I’ve been thinking about doing some empirical R research lately. The nice thing about doing research related to R, is it’s a language people other than computer scientists actually use. In that vein, I decided to try to determine what R packages are the most popular. This isn’t as straightforward as it might seem. The main “official” package archive is CRAN, but there’s also Bioconductor, and probably some others I don’t know about. CRAN has multiple mirriros so there is no one place where the download statistics are kept. The largest compiled statistics I found were at cran-logs.rstudio.com.

RStudio is an IDE for R with many (thousands) of users and they publish their download logs online. The users of RStudio might not be a representative sample of the whole R user population, but that’s the data I have.

I wrote an R script to download the logs and make some nice plots.
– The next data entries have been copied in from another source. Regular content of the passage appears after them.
//! Progress line printing for `fetch` and `ytdl`.

use std::io::Write;
use std::time::{Duration, Instant};
use tokio::sync::mpsc;
use ytgrab_core::downloader::{DownloadEvent, ProgressEvent};

/// Minimum time between two progress lines.
pub(crate) const PROGRESS_INTERVAL: Duration = Duration::from_millis(500);

const MIB: f64 = 1_048_576.0;

/// One progress line for a chunked download.
pub(crate) fn format_progress(event: &ProgressEvent, elapsed_secs: f64) -> String {
    let done_mib = event.bytes_transferred as f64 / MIB;
    let rate = if elapsed_secs > 0.0 {
        event.bytes_transferred as f64 / elapsed_secs
    } else {
        0.0
    };
    let rate_mib = rate / MIB;
    match event.total_size {
        Some(total) => {
            let remaining = total.saturating_sub(event.bytes_transferred) as f64;
            let eta = if rate > 0.0 {
                format!("{:.0}s", remaining / rate)
            } else {
                "?".to_string()
            };
            format!(
                "{:.1} / {:.1} MiB ({:.1}%)  {:.2} MiB/s  ETA {}",
                done_mib,
                total as f64 / MIB,
                event.fraction() * 100.0,
                rate_mib,
                eta
            )
        }
        None => format!("{:.1} MiB  {:.2} MiB/s", done_mib, rate_mib),
    }
}

/// Overwrite the current terminal line.
pub(crate) fn print_line(line: &str) {
    let mut err = std::io::stderr().lock();
    let _ = write!(err, "\r  {}  ", line);
    let _ = err.flush();
}

/// Print progress events until the sender side is dropped.
pub(crate) fn spawn_printer(mut rx: mpsc::Receiver<DownloadEvent>) -> tokio::task::JoinHandle<()> {
    tokio::spawn(async move {
        let started = Instant::now();
        let mut last_print: Option<Instant> = None;
        let mut printed = false;
        while let Some(event) = rx.recv().await {
            match event {
                DownloadEvent::Progress(p) => {
                    let now = Instant::now();
                    let due = last_print
                        .map_or(true, |t| now.duration_since(t) >= PROGRESS_INTERVAL);
                    if due || p.fraction() >= 1.0 {
                        print_line(&format_progress(&p, started.elapsed().as_secs_f64()));
                        last_print = Some(now);
                        printed = true;
                    }
                }
                DownloadEvent::Completed(_) => {}
            }
        }
        if printed {
            eprintln!();
        }
    })
}

#[cfg(test)]
mod tests {
    use super::*;

    #[test]
    fn known_total_shows_percent_and_eta() {
        let line = format_progress(
            &ProgressEvent {
                bytes_transferred: 1_048_576,
                total_size: Some(4 * 1_048_576),
            },
            1.0,
        );
        assert!(line.starts_with("1.0 / 4.0 MiB (25.0%)"), "{line}");
        assert!(line.contains("1.00 MiB/s"));
        assert!(line.ends_with("ETA 3s"));
    }

    #[test]
    fn unknown_total_has_no_percent() {
        let line = format_progress(
            &ProgressEvent {
                bytes_transferred: 2 * 1_048_576,
                total_size: None,
            },
            0.0,
        );
        assert_eq!(line, "2.0 MiB  0.00 MiB/s");
    }
}
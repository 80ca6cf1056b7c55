//! Per-download state: sizes, counters and the lifecycle state machine.

use std::fmt;
use std::path::{Path, PathBuf};

use crate::control::CancelToken;

use super::observer::ProgressEvent;

/// Lifecycle of one download.
///
/// `NotStarted -> InProgress -> {Completed | Cancelled | Failed}`; the last three are terminal.
#[derive(Debug, Clone, Copy, PartialEq, Eq)]
pub enum DownloadState {
    NotStarted,
    InProgress,
    Completed,
    Cancelled,
    Failed,
}

impl DownloadState {
    pub fn is_terminal(self) -> bool {
        matches!(
            self,
            DownloadState::Completed | DownloadState::Cancelled | DownloadState::Failed
        )
    }

    pub fn can_transition_to(self, next: DownloadState) -> bool {
        matches!(
            (self, next),
            (DownloadState::NotStarted, DownloadState::InProgress)
                | (DownloadState::InProgress, DownloadState::Completed)
                | (DownloadState::InProgress, DownloadState::Cancelled)
                | (DownloadState::InProgress, DownloadState::Failed)
        )
    }
}

impl fmt::Display for DownloadState {
    fn fmt(&self, f: &mut fmt::Formatter<'_>) -> fmt::Result {
        let s = match self {
            DownloadState::NotStarted => "not started",
            DownloadState::InProgress => "in progress",
            DownloadState::Completed => "completed",
            DownloadState::Cancelled => "cancelled",
            DownloadState::Failed => "failed",
        };
        f.write_str(s)
    }
}

#[derive(Debug, Clone, Copy, PartialEq, Eq, thiserror::Error)]
#[error("invalid download state transition: {from} -> {to}")]
pub struct InvalidTransition {
    pub from: DownloadState,
    pub to: DownloadState,
}

/// One transfer. Mutated only by the thread running the download.
#[derive(Debug)]
pub struct DownloadTask {
    source_url: String,
    destination: PathBuf,
    total_size: Option<u64>,
    bytes_transferred: u64,
    cancel: CancelToken,
    state: DownloadState,
}

impl DownloadTask {
    pub fn new(
        source_url: impl Into<String>,
        destination: impl Into<PathBuf>,
        cancel: CancelToken,
    ) -> Self {
        Self {
            source_url: source_url.into(),
            destination: destination.into(),
            total_size: None,
            bytes_transferred: 0,
            cancel,
            state: DownloadState::NotStarted,
        }
    }

    pub fn source_url(&self) -> &str {
        &self.source_url
    }

    pub fn destination(&self) -> &Path {
        &self.destination
    }

    /// Body length from the response headers; `None` until known (or if never sent).
    pub fn total_size(&self) -> Option<u64> {
        self.total_size
    }

    pub fn bytes_transferred(&self) -> u64 {
        self.bytes_transferred
    }

    pub fn state(&self) -> DownloadState {
        self.state
    }

    pub fn is_cancelled(&self) -> bool {
        self.cancel.is_cancelled()
    }

    /// `bytes_transferred / total_size`, or 0.0 while the total is unknown.
    pub fn progress(&self) -> f64 {
        self.progress_event().fraction()
    }

    pub fn progress_event(&self) -> ProgressEvent {
        ProgressEvent {
            bytes_transferred: self.bytes_transferred,
            total_size: self.total_size,
        }
    }

    pub(crate) fn transition(&mut self, next: DownloadState) -> Result<(), InvalidTransition> {
        if !self.state.can_transition_to(next) {
            return Err(InvalidTransition {
                from: self.state,
                to: next,
            });
        }
        self.state = next;
        Ok(())
    }

    pub(crate) fn set_total_size(&mut self, total: u64) {
        self.total_size = Some(total);
    }

    /// Record durable output up to `position`. Callers check the total first;
    /// the counter never moves backwards.
    pub(crate) fn record_written(&mut self, position: u64) {
        debug_assert!(position >= self.bytes_transferred);
        debug_assert!(self.total_size.map_or(true, |t| position <= t));
        self.bytes_transferred = position;
    }
}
First, I wrote two functions to download the logs. I didn’t want to re-download the logs each time, I’ve been working on my local library’s sketchy WiFi lately, so I take the set difference of what I have in my log directory and what RStudio has on its server.

    getMissingLogs <- function() {
        #see http://cran-logs.rstudio.com/
        setwd(LOGDIR)

        # Here's an easy way to get all the URLs in R
        start <- as.Date('2014-06-01')
        today <- as.Date('2014-06-16')

        all_days <- seq(start, today, by = 'day')

        year <- as.POSIXlt(all_days)$year + 1900
        existing_files <- tools::file_path_sans_ext(dir(), TRUE)
        existing_days <- as.Date(existing_files)
        missing_days_raw <- setdiff(all_days, existing_days)

        # it loses the date format for some strange reason
        as.Date(missing_days_raw, origin="1970-1-1")
    }

    syncLogs <- function(missing_days) {

        if (length(missing_days) > 0) {
            setwd(LOGDIR)

            year <- as.POSIXlt(missing_days)$year + 1900
            urls <- paste0('http://cran-logs.rstudio.com/', year, '/', missing_days, '.csv.gz')
            destFiles <- paste0(missing_days, '.csv.gz')

            for (i in 1:length(urls)) {
                download.file(urls[i], destFiles[i], "wget")
                gunzip(destFiles[i])
            }
        }
    }

Now that I’ve downloaded the files, I just open them and merge the tables.

    countPackages <- function() {
        setwd(LOGDIR)
        logs <- dir()
        for (i in 1:length(logs)) {
            df <- read.csv(logs[i])
            t <- table(df[["package"]])
            if (i == 1) {
                counts <- t
            } else {
                counts <- mergeTables(counts, t)
            }
        }
        write.csv(counts, file="../counts.csv")
        sort(counts, decreasing=TRUE)
    }

    mergeTables <- function(a, b) {
        n <- intersect(names(a), names(b))
        c(a[!(names(a) %in% n)], b[!(names(b) %in% n)], a[n] + b[n])
    }

On to the good part. I made two plots to visualize the most popular packages.

plotResults <- function() {
    jpeg("wordcloud.jpg")
    d <- read.csv("countsSorted.csv")
    wordcloud(d[["X.1"]], d[["x"]], max.words=100)
    dev.off()
}

A word cloud

This is a legitimate use for a word cloud; I contend. DBI stands for “Database Interface.” Rcpp is a package for call C++ from R. It’s not surprising the the most popular packages are for the things people typically do in R, namely look at data and plot it. I’m a little surprised the Rcpp is very popular. I thought most R users just used premade packages. Maybe Rcpp is requried by packages they use and they’re not really writting their own.

Now for a more sensible plot, a bar plot.

hbarPlot <- function() {
    jpeg("hbar.jpg")
    d <- read.csv("countsSorted.csv")
    par(las=2) # make label text perpendicular to axis
    range <- 25:1
    barplot(d[range, 3], horiz=TRUE, names.arg=d[range, 2], cex.names=0.7)
    dev.off()
}

A bar plot

For this plot I can see that sample size actually fairly large. From the begining of June to June 17th, the DBI package was downloaded over 50,000 times.

Tip ‘o the hat to this blog post for pointing me to the RStudio logs.